The headline, of course, is that it appears that Libby is headed for jail in just four to six weeks, unless either the U.S. Court of Appeals for the D.C. Circuit stays Judge Walton's order during the appeal process, or President Bush pardons Libby.
Thus, many want to know what will happen next. I'll turn to that question, but first I'd like to cover an interesting change in Libby's legal team and its approach.
Libby's New Hardball Strategy - and His New Attorney
To push Judge Walton to the wall, Libby hired another law firm, whose lead partner is Lawrence Robbins. Robbins specializes in criminal case appeals, taking them all the way to the Supreme Court if necessary. Robbins is well-regarded within the small circle of appellate lawyers in Washington, and he is a friend of Chief Justice John Roberts, with whom he worked in the Solicitor General's Office. Based on the live-blog transcript from Firedoglake, it seems Robbins did his job aggressively, if not especially well.
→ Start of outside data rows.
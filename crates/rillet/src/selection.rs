//! Prioritized, non-overlapping intervals.
//!
//! A [`Selections`] set holds closed intervals `[from, to]`, each with a
//! priority and an optional notify callback. Inserting an interval carves out
//! the space it needs from the intervals already there, which are truncated,
//! split in two, or deleted. The callbacks of the intervals it overlapped are
//! kept alive by composing them into the new interval's callback.
//!
//! Stream selections are the exception: they never merge, never get carved,
//! and are only removed by a stream removal with the exact same bounds. They
//! are meant for a transient playback window.
//!
//! The set is ordered by insertion. Call [`Selections::sort`] or
//! [`Selections::sort_by`] before relying on any order.

use std::{cmp::Ordering, fmt, sync::Arc};

use crate::error::Error;

/// Callback fired when a selection is satisfied.
pub type Notify = Arc<dyn Fn() + Send + Sync>;

#[derive(Clone, Default)]
pub struct Selection {
    pub from: usize,
    pub to: usize,
    pub offset: usize,
    pub priority: i32,
    pub notify: Option<Notify>,
    pub is_stream: bool,
}

impl fmt::Debug for Selection {
    fn fmt(&self, f: &mut fmt::Formatter<'_>) -> fmt::Result {
        f.debug_struct("Selection")
            .field("from", &self.from)
            .field("to", &self.to)
            .field("offset", &self.offset)
            .field("priority", &self.priority)
            .field("notify", &self.notify.is_some())
            .field("is_stream", &self.is_stream)
            .finish()
    }
}

impl Selection {
    pub fn new(from: usize, to: usize) -> Self {
        Self { from, to, ..Default::default() }
    }

    /// A transient, exact-match-only selection.
    pub fn stream(from: usize, to: usize) -> Self {
        Self { from, to, is_stream: true, ..Default::default() }
    }

    pub fn with_priority(mut self, priority: i32) -> Self {
        self.priority = priority;
        self
    }

    pub fn with_offset(mut self, offset: usize) -> Self {
        self.offset = offset;
        self
    }

    pub fn with_notify<F>(mut self, notify: F) -> Self
    where
        F: Fn() + Send + Sync + 'static,
    {
        self.notify = Some(Arc::new(notify));
        self
    }

    pub fn contains(&self, index: usize) -> bool {
        self.from <= index && index <= self.to
    }
}

/// `new` starts strictly inside `existing` and ends past it.
///
/// ```text
/// existing: 1-10
/// new:      8-12
/// ```
pub fn is_lower_intersecting(new: &Selection, existing: &Selection) -> bool {
    new.from <= existing.to && new.from > existing.from && new.to > existing.to
}

/// `new` ends strictly inside `existing` and starts before it.
///
/// ```text
/// existing: 20-25
/// new:      15-22
/// ```
pub fn is_upper_intersecting(new: &Selection, existing: &Selection) -> bool {
    new.to >= existing.from && new.to < existing.to && new.from < existing.from
}

/// `new` is contained in `existing` and is smaller than it.
///
/// ```text
/// existing: 10-20 | 10-20
/// new:      12-15 | 15-20
/// ```
pub fn is_inside_existing(new: &Selection, existing: &Selection) -> bool {
    new.from >= existing.from
        && new.to <= existing.to
        && new.to - new.from < existing.to - existing.from
}

/// `new` contains all of `existing`.
///
/// ```text
/// existing: 10-20 | 10-20 | 10-20
/// new:      10-21 | 09-20 | 10-20
/// ```
pub fn is_covering_existing(new: &Selection, existing: &Selection) -> bool {
    new.from <= existing.from && new.to >= existing.to
}

pub fn is_intersecting(new: &Selection, existing: &Selection) -> bool {
    is_lower_intersecting(new, existing)
        || is_upper_intersecting(new, existing)
        || is_inside_existing(new, existing)
        || is_covering_existing(new, existing)
}

#[derive(Debug, Default, Clone)]
pub struct Selections {
    items: Vec<Selection>,
}

impl Selections {
    pub fn new() -> Self {
        Self::default()
    }

    /// Clear the space of `item` from the set.
    ///
    /// A stream `item` removes the first stream selection with the same
    /// bounds and nothing else. A regular `item` truncates, splits or
    /// deletes every regular selection it overlaps, leaving stream
    /// selections untouched.
    pub fn remove(&mut self, item: &Selection) {
        let mut i = 0;

        while i < self.items.len() {
            let existing = &mut self.items[i];

            if existing.is_stream {
                if item.is_stream
                    && existing.from == item.from
                    && existing.to == item.to
                {
                    self.items.remove(i);
                    break;
                }
                i += 1;
                continue;
            }

            if item.is_stream {
                i += 1;
                continue;
            }

            if is_lower_intersecting(item, existing) {
                existing.to = item.from - 1;
            } else if is_upper_intersecting(item, existing) {
                existing.from = item.to + 1;
            } else if is_inside_existing(item, existing) {
                let mut fragments = Vec::with_capacity(2);

                if item.from > existing.from {
                    fragments.push(Selection {
                        to: item.from - 1,
                        ..existing.clone()
                    });
                }
                if item.to < existing.to {
                    fragments.push(Selection {
                        from: item.to + 1,
                        ..existing.clone()
                    });
                }

                let n = fragments.len();
                self.items.splice(i..=i, fragments);
                i += n;
                continue;
            } else if is_covering_existing(item, existing) {
                self.items.remove(i);
                continue;
            }

            i += 1;
        }
    }

    /// Insert `item`, making room for it.
    ///
    /// Regular selections inherit the callbacks of every selection they
    /// overlap: the stored callback runs those first, in set order, and
    /// then the callback `item` came with.
    ///
    /// # Errors
    ///
    /// [`Error::InvalidInterval`] when `from > to`. The set is unchanged.
    pub fn insert(&mut self, mut item: Selection) -> Result<(), Error> {
        if item.from > item.to {
            return Err(Error::InvalidInterval { from: item.from, to: item.to });
        }

        if !item.is_stream {
            let inherited: Vec<Notify> = self
                .items
                .iter()
                .filter(|existing| is_intersecting(&item, existing))
                .filter_map(|existing| existing.notify.clone())
                .collect();

            if !inherited.is_empty() {
                let own = item.notify.take();
                item.notify = Some(Arc::new(move || {
                    for f in &inherited {
                        f();
                    }
                    if let Some(f) = &own {
                        f();
                    }
                }));
            }

            self.remove(&item);
        }

        self.items.push(item);
        Ok(())
    }

    /// Sort ascending by `from`.
    pub fn sort(&mut self) {
        self.sort_by(|a, b| a.from.cmp(&b.from));
    }

    /// Stable sort with a custom comparator.
    pub fn sort_by<F>(&mut self, compare: F)
    where
        F: FnMut(&Selection, &Selection) -> Ordering,
    {
        self.items.sort_by(compare);
    }

    pub fn len(&self) -> usize {
        self.items.len()
    }

    pub fn is_empty(&self) -> bool {
        self.items.is_empty()
    }

    pub fn get(&self, index: usize) -> Option<&Selection> {
        self.items.get(index)
    }

    pub fn swap(&mut self, i: usize, j: usize) {
        self.items.swap(i, j);
    }

    pub fn clear(&mut self) {
        self.items.clear();
    }

    pub fn iter(&self) -> std::slice::Iter<'_, Selection> {
        self.items.iter()
    }

    /// Walk the set with the ability to delete the visited entry.
    pub fn cursor(&mut self) -> Cursor<'_> {
        Cursor { items: &mut self.items, next: 0, current: None }
    }
}

/// Mutable walk over a [`Selections`] set.
///
/// ```
/// # use rillet::selection::{Selection, Selections};
/// let mut set = Selections::new();
/// set.insert(Selection::new(0, 3)).unwrap();
/// set.insert(Selection::new(5, 9)).unwrap();
///
/// let mut cursor = set.cursor();
/// while let Some(s) = cursor.next() {
///     if s.from == 0 {
///         cursor.remove_current();
///     }
/// }
/// assert_eq!(set.len(), 1);
/// ```
#[derive(Debug)]
pub struct Cursor<'a> {
    items: &'a mut Vec<Selection>,
    next: usize,
    current: Option<usize>,
}

impl<'a> Cursor<'a> {
    #[allow(clippy::should_implement_trait)]
    pub fn next(&mut self) -> Option<&mut Selection> {
        let index = self.next;
        if index >= self.items.len() {
            self.current = None;
            return None;
        }
        self.current = Some(index);
        self.next += 1;
        self.items.get_mut(index)
    }

    /// Delete the entry last returned by [`Cursor::next`].
    ///
    /// Only the first call per visited entry has an effect. The walk
    /// continues with the entry that followed the removed one.
    pub fn remove_current(&mut self) -> Option<Selection> {
        let index = self.current.take()?;
        self.next = index;
        Some(self.items.remove(index))
    }
}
Libby now has four firms that are among the highest priced in the nation representing him. A Washington attorney who travels in these circles estimated that Libby's legal team is costing no less than $2000 per hour, and those hours add up very quickly, between writing briefs and arguing in court. Proceedings relating to Libby's sentencing alone could have cost $50,000 to $75,000. It is little wonder that Mary Matalin has mass-mailed a new fundraising letter, seeking money for Libby's Defense Fund.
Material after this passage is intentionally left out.